Saved data entries
• • • •

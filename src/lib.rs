//! # Flow Designer
//!
//! Graph-editing engine for node based flow editors: function blocks with
//! typed input/output pins, connections between them, stacking order and the
//! pointer/keyboard interaction that edits it all.
//!
//! The crate draws nothing. A rendering layer (Slint, or anything else) reads
//! the designer's views, forwards element-tagged input through the
//! [`EventRouter`] and redraws when [`FlowDesigner::version`] moves.
//!
//! ## Quick Start
//!
//! ```
//! use flow_designer::{EditorConfig, FlowDesigner, Offset, TemplateAttributes, TemplateRegistry};
//!
//! let mut designer =
//!     FlowDesigner::new(EditorConfig::default(), TemplateRegistry::with_logic_gates());
//! let gate = designer
//!     .add_block_from_template("and", &TemplateAttributes::default(), Offset::new(40.0, 40.0))
//!     .unwrap();
//!
//! assert_eq!(designer.graph().block(gate).unwrap().pins.len(), 3);
//! ```
//!
//! ## Modules
//!
//! - [`graph`] - Blocks, pins, connections and the compatibility rules
//! - [`catalog`] - Function templates and the [`TemplateRegistry`]
//! - [`designer`] - The [`FlowDesigner`] interaction state machine and its views
//! - [`events`] - [`EventBus`], [`EventRouter`] and the domain event names
//! - [`zorder`] - Stacking order operations
//! - [`layout`] / [`hit_test`] / [`grid`] - Geometry helpers
//! - [`render`] - [`SceneModels`], syncing views into Slint `VecModel`s

pub mod catalog;
pub mod config;
pub mod designer;
pub mod error;
pub mod events;
pub mod geometry;
pub mod graph;
pub mod grid;
pub mod layout;
pub mod render;
pub mod selection;
pub mod zorder;

pub use catalog::{Behavior, FunctionTemplate, PinTemplate, TemplateAttributes, TemplateRegistry};
pub use config::EditorConfig;
pub use designer::{
    BlockView, ConnectHint, Connecting, ConnectingView, ConnectionView, DragState, DropPolicy,
    FlowDesigner, GridSnap, InteractionState, NoOverlapDrop, PinView, SnapPolicy,
};
pub use error::{ConnectionRule, FlowError, Result};
pub use events::{
    configure_pointer_events, ElementKind, ElementTarget, EventBus, EventFilter, EventName,
    EventRouter, FlowEvent, FlowTarget, Key, PointerEvent, PointerGesture, RawInput, SubscriptionId,
};
pub use geometry::{BoundingBox, Offset, Size};
pub use graph::{
    Block, BlockId, BlockSide, Connection, ConnectionId, Graph, Pin, PinDirection, PinId,
    SignalType,
};
pub use grid::{grid_lines, GridLines, Line};
pub use hit_test::{hit_pins, topmost_block_at, topmost_pin_at, PinHit};
pub use render::{BlockRow, ConnectingRow, ConnectionRow, GridLineRow, PinRow, SceneModels};
pub use selection::Selection;
pub use zorder::{ZOrder, ZOrderAction};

• • • •

■ Assigned task
This exercise requires the entries above to be restated exactly.

■ Task result
filename src/lib.rs
//! # Flow Designer
//!
//! Graph-editing engine for node based flow editors: function blocks with
//! typed input/output pins, connections between them, stacking order and the
//! pointer/keyboard interaction that edits it all.
//!
//! The crate draws nothing. A rendering layer (Slint, or anything else) reads
//! the designer's views, forwards element-tagged input through the
//! [`EventRouter`] and redraws when [`FlowDesigner::version`] moves.
//!
//! ## Quick Start
//!
//! ```
//! use flow_designer::{EditorConfig, FlowDesigner, Offset, TemplateAttributes, TemplateRegistry};
//!
//! let mut designer =
//!     FlowDesigner::new(EditorConfig::default(), TemplateRegistry::with_logic_gates());
//! let gate = designer
//!     .add_block_from_template("and", &TemplateAttributes::default(), Offset::new(40.0, 40.0))
//!     .unwrap();
//!
//! assert_eq!(designer.graph().block(gate).unwrap().pins.len(), 3);
//! ```
//!
//! ## Modules
//!
//! - [`graph`] - Blocks, pins, connections and the compatibility rules
//! - [`catalog`] - Function templates and the [`TemplateRegistry`]
//! - [`designer`] - The [`FlowDesigner`] interaction state machine and its views
//! - [`events`] - [`EventBus`], [`EventRouter`] and the domain event names
//! - [`zorder`] - Stacking order operations
//! - [`layout`] / [`hit_test`] / [`grid`] - Geometry helpers
//! - [`render`] - [`SceneModels`], syncing views into Slint `VecModel`s

pub mod catalog;
pub mod config;
pub mod designer;
pub mod error;
pub mod events;
pub mod geometry;
pub mod graph;
pub mod grid;
pub mod layout;
pub mod render;
pub mod selection;
pub mod zorder;

pub use catalog::{Behavior, FunctionTemplate, PinTemplate, TemplateAttributes, TemplateRegistry};
pub use config::EditorConfig;
pub use designer::{
    BlockView, ConnectHint, Connecting, ConnectingView, ConnectionView, DragState, DropPolicy,
    FlowDesigner, GridSnap, InteractionState, NoOverlapDrop, PinView, SnapPolicy,
};
pub use error::{ConnectionRule, FlowError, Result};
pub use events::{
    configure_pointer_events, ElementKind, ElementTarget, EventBus, EventFilter, EventName,
    EventRouter, FlowEvent, FlowTarget, Key, PointerEvent, PointerGesture, RawInput, SubscriptionId,
};
pub use geometry::{BoundingBox, Offset, Size};
pub use graph::{
    Block, BlockId, BlockSide, Connection, ConnectionId, Graph, Pin, PinDirection, PinId,
    SignalType,
};
pub use grid::{grid_lines, GridLines, Line};
pub use hit_test::{hit_pins, topmost_block_at, topmost_pin_at, PinHit};
pub use render::{BlockRow, ConnectingRow, ConnectionRow, GridLineRow, PinRow, SceneModels};
pub use selection::Selection;
pub use zorder::{ZOrder, ZOrderAction};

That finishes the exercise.